I loved her description of what her labor felt like, especially as she approached transition. I can very much relate to labor being "so purposeful that it feels overwhelming. It triggers the feeling of action - that you need to DO something." Just 30 or 40 minutes before Dio was born, I remember having incredibly intense contractions. I felt that little hint of pushiness and had an almost irresistible need to drop down on my knees. And a feeling of urgency and forward momentum.
I continued to have Jeremy rub my shoulders, and during this time, the contractions started changing from strong and powerful to painful and purposeful. I said to Jeremy, "I have no idea how women transport to the hospital in active labor. You could not pay me enough to get me down those stairs and into the car right now."At the end of her birth story, Emily compared and contrasted her emotional experiences of giving birth. You don't have to have a candle-lit, romantic birth with Enya playing in the background for birth to be amazing and perfect. It can be raw and painful and overwhelming and even a bit scary in parts--and still be wonderful and just what it needed to be.
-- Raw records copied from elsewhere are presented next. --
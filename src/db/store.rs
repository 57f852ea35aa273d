//! Key/value persistence behind a trait, so the parsing core never
//! depends on where collections are kept.

use crate::db::migrate::run_pending_migrations;
use crate::db::pool::DbPool;
use crate::errors::{AppError, AppResult};
use chrono::Local;
use rusqlite::{OptionalExtension, params};
use std::collections::BTreeMap;

pub trait KeyValueStore {
    fn get(&self, key: &str) -> AppResult<Option<String>>;

    /// Write all entries, or none of them.
    fn put(&mut self, entries: &[(&str, String)]) -> AppResult<()>;
}

/// Volatile store for tests and dry runs.
#[derive(Debug, Default, Clone)]
pub struct MemoryStore {
    values: BTreeMap<String, String>,
}

impl MemoryStore {
    pub fn new() -> Self {
        Self::default()
    }
}

impl KeyValueStore for MemoryStore {
    fn get(&self, key: &str) -> AppResult<Option<String>> {
        Ok(self.values.get(key).cloned())
    }

    fn put(&mut self, entries: &[(&str, String)]) -> AppResult<()> {
        for (k, v) in entries {
            self.values.insert((*k).to_string(), v.clone());
        }
        Ok(())
    }
}

/// SQLite-backed store using the `kv_store` table.
pub struct SqliteStore {
    pool: DbPool,
}

impl SqliteStore {
    /// Open (or create) the database at `path` and bring its schema up to date.
    pub fn open(path: &str) -> AppResult<Self> {
        let pool = DbPool::new(path)?;
        run_pending_migrations(&pool.conn)
            .map_err(|e| AppError::Migration(format!("{path}: {e}")))?;
        Ok(Self { pool })
    }

    pub fn from_pool(pool: DbPool) -> AppResult<Self> {
        run_pending_migrations(&pool.conn).map_err(|e| AppError::Migration(e.to_string()))?;
        Ok(Self { pool })
    }

    pub fn conn(&self) -> &rusqlite::Connection {
        &self.pool.conn
    }
}

impl KeyValueStore for SqliteStore {
    fn get(&self, key: &str) -> AppResult<Option<String>> {
        let value = self
            .pool
            .conn
            .query_row("SELECT value FROM kv_store WHERE key = ?1", [key], |row| {
                row.get::<_, String>(0)
            })
            .optional()?;
        Ok(value)
    }

    fn put(&mut self, entries: &[(&str, String)]) -> AppResult<()> {
        let now = Local::now().to_rfc3339();
        self.pool.with_tx(|tx| {
            let mut stmt = tx.prepare_cached(
                "INSERT INTO kv_store (key, value, updated_at) VALUES (?1, ?2, ?3)
                 ON CONFLICT(key) DO UPDATE
                 SET value = excluded.value, updated_at = excluded.updated_at",
            )?;
            for (k, v) in entries {
                stmt.execute(params![k, v, now])?;
            }
            Ok(())
        })?;
        Ok(())
    }
}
It is an interesting and indescribable sensation, transition contractions. It is usually at that stage most women have the feeling that they can't go on, and often the stage at which women begin begging for pain medications. Now, it can be very painful during that time, but more often, it is so purposeful that it feels overwhelming. It triggers the feeling of action - that you need to DO something. If you are at home, and have freedom of movement, it is easy enough to listen to that feeling. I can imagine that for women in the hospital (as it was for me in previous births), being strapped into a bed at that moment would be frightening and create a "caged animal" feeling. Well, in my case, they were definitely painful. I knew now was the time to just hang on and relax, and try my best to get through the contractions until it was time to push, which I also knew would not be long, if I was in transition.
I couldn't have asked for a better birth. In a way, emotionally this birth wasn't much different from my hospital births. I had always ignored the staff around me and done my own thing anyway, so I already felt very confident in listening to my body. But the difference was NO HASSLE. No needles, tubes, machines that go Ping!, nurses, doctors, strangers, vitals, meds, beds, smells, stupid questions or irritating orders.
For a long time after Ruby's birth, I felt as if I did everything "wrong." The labor was fast, it was painful, I made a ton of noise, and nothing about it seemed particularly spiritual or life-changing. I had none of the usual cultural rituals surrounding childbirth, such as going-home outfits, footprint certificates, or official visitors. And on top of all that, I could not share my birth story with anyone without getting that, "Are you crazy???" look. It is a sad statement on the state of birth culture in our country when a woman who births naturally, in her own environment, following her human instinct, surrounded by her loved ones, is considered the weirdo.
In any case, it has taken me a good while to understand that a birth experience doesn't have to be anything but what you want it to be. My birth doesn't have to be new-age-y, magical, ethereal or painless for it to be meaningful, and it doesn't have to be supervised, technological, or professionally observed to be safe and successful. In other words, my birth was exactly what it needed to be for me: normal.